EXERCISE DATA section start

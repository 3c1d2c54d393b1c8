use notlisp_parse::parse;
use pretty_assertions::assert_eq;

use super::*;
use crate::eval::evaluate;

fn run(env: &mut Environment, source: &str) -> String {
    evaluate(env, &parse(source).unwrap()).to_string()
}

fn run_fresh(source: &str) -> String {
    run(&mut Environment::with_builtins(), source)
}

// Dispatch

#[test]
fn call_folds_errors_into_values() {
    let mut env = Environment::new();
    let value = call(&mut env, Builtin::Head, vec![Value::qexpr()]);
    assert_eq!(value.to_string(), "Error: Function 'head' passed {}!");
}

#[test]
fn aliases_behave_identically() {
    assert_eq!(run_fresh("add 1 2"), run_fresh("+ 1 2"));
    assert_eq!(run_fresh("sub 9 4"), "5");
    assert_eq!(run_fresh("mul 3 3"), "9");
    assert_eq!(run_fresh("div 9 3"), "3");
    assert_eq!(run_fresh("mod 9 4"), "1");
    assert_eq!(run_fresh("pow 2 10"), "1024");
}

// list / head / tail

#[test]
fn list_quotes_its_arguments() {
    assert_eq!(run_fresh("list 1 2 3"), "{1 2 3}");
    assert_eq!(run_fresh("list (+ 1 1) x"), "Error: unbound symbol 'x'");
}

#[test]
fn head_keeps_only_the_first_element() {
    assert_eq!(run_fresh("head {1 2 3}"), "{1}");
    assert_eq!(run_fresh("head {{a b} c}"), "{{a b}}");
}

#[test]
fn head_errors() {
    assert_eq!(run_fresh("head {}"), "Error: Function 'head' passed {}!");
    assert_eq!(
        run_fresh("head 1 2"),
        "Error: Function 'head' passed incorrect number of arguments. Got 2, Expected 1."
    );
    assert_eq!(
        run_fresh("head (tail {1})"),
        "Error: Function 'head' passed {}!"
    );
    assert_eq!(
        run_fresh("head 5"),
        "Error: Function 'head' passed incorrect type for argument 0. Got Number, Expected Q-Expression."
    );
}

#[test]
fn tail_drops_the_first_element() {
    assert_eq!(run_fresh("tail {1 2 3}"), "{2 3}");
    assert_eq!(run_fresh("tail {1}"), "{}");
    assert_eq!(run_fresh("tail {}"), "Error: Function 'tail' passed {}!");
}

// eval

#[test]
fn eval_runs_a_quoted_expression() {
    assert_eq!(run_fresh("eval {+ 1 2}"), "3");
    assert_eq!(run_fresh("eval {head (list 1 2 3 4)}"), "{1}");
    assert_eq!(run_fresh("eval {}"), "()");
    assert_eq!(
        run_fresh("eval 1"),
        "Error: Function 'eval' passed incorrect type for argument 0. Got Number, Expected Q-Expression."
    );
}

// join / cons / len

#[test]
fn join_concatenates_in_order() {
    assert_eq!(run_fresh("join {1 2} {} {3 {4}}"), "{1 2 3 {4}}");
    assert_eq!(run_fresh("join {1}"), "{1}");
    assert_eq!(
        run_fresh("join {1} 2"),
        "Error: Function 'join' passed incorrect type for argument 1. Got Number, Expected Q-Expression."
    );
}

#[test]
fn cons_prepends() {
    assert_eq!(run_fresh("cons 1 {2 3}"), "{1 2 3}");
    assert_eq!(run_fresh("cons {a} {}"), "{{a}}");
    assert_eq!(
        run_fresh("cons 1 2"),
        "Error: Function 'cons' passed incorrect type for argument 1. Got Number, Expected Q-Expression."
    );
    assert_eq!(
        run_fresh("cons {1}"),
        "Error: Function 'cons' passed incorrect number of arguments. Got 1, Expected 2."
    );
}

#[test]
fn len_counts_nested_elements() {
    assert_eq!(run_fresh("len {}"), "0");
    assert_eq!(run_fresh("len {1 2 3}"), "3");
    assert_eq!(run_fresh("len {1 {2 3} {{4}} {}}"), "4");
    assert_eq!(run_fresh("len {(1 2)}"), "1");
}

// def

#[test]
fn def_binds_globally() {
    let mut env = Environment::with_builtins();
    assert_eq!(run(&mut env, "def {x y} 10 20"), "()");
    assert_eq!(run(&mut env, "+ x y"), "30");
    assert_eq!(run(&mut env, "def {x} 1"), "()");
    assert_eq!(run(&mut env, "x"), "1");
}

#[test]
fn def_can_bind_lists_and_functions() {
    let mut env = Environment::with_builtins();
    run(&mut env, "def {xs plus} {1 2} +");
    assert_eq!(run(&mut env, "plus 1 (len xs)"), "3");
}

#[test]
fn def_errors_bind_nothing() {
    let mut env = Environment::with_builtins();
    assert_eq!(
        run(&mut env, "def {a 1} 5 6"),
        "Error: Function 'def' cannot define non-symbol at position 1. Got Number, Expected Symbol."
    );
    assert_eq!(
        run(&mut env, "def {a b} 5"),
        "Error: Function 'def' passed incorrect number of values for symbols. Got 1, Expected 2."
    );
    assert_eq!(
        run(&mut env, "def 1 2"),
        "Error: Function 'def' passed incorrect type for argument 0. Got Number, Expected Q-Expression."
    );
    assert!(!env.contains("a"));
}

#[test]
fn def_of_empty_list() {
    assert_eq!(run_fresh("def {}"), "()");
}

EXERCISE DATA section end

### WHAT IS REQUIRED
Your answer should consist of each line of the data above in which the word "evaluate" occurs.

### OUTPUT
use crate::eval::evaluate;
    evaluate(env, &parse(source).unwrap()).to_string()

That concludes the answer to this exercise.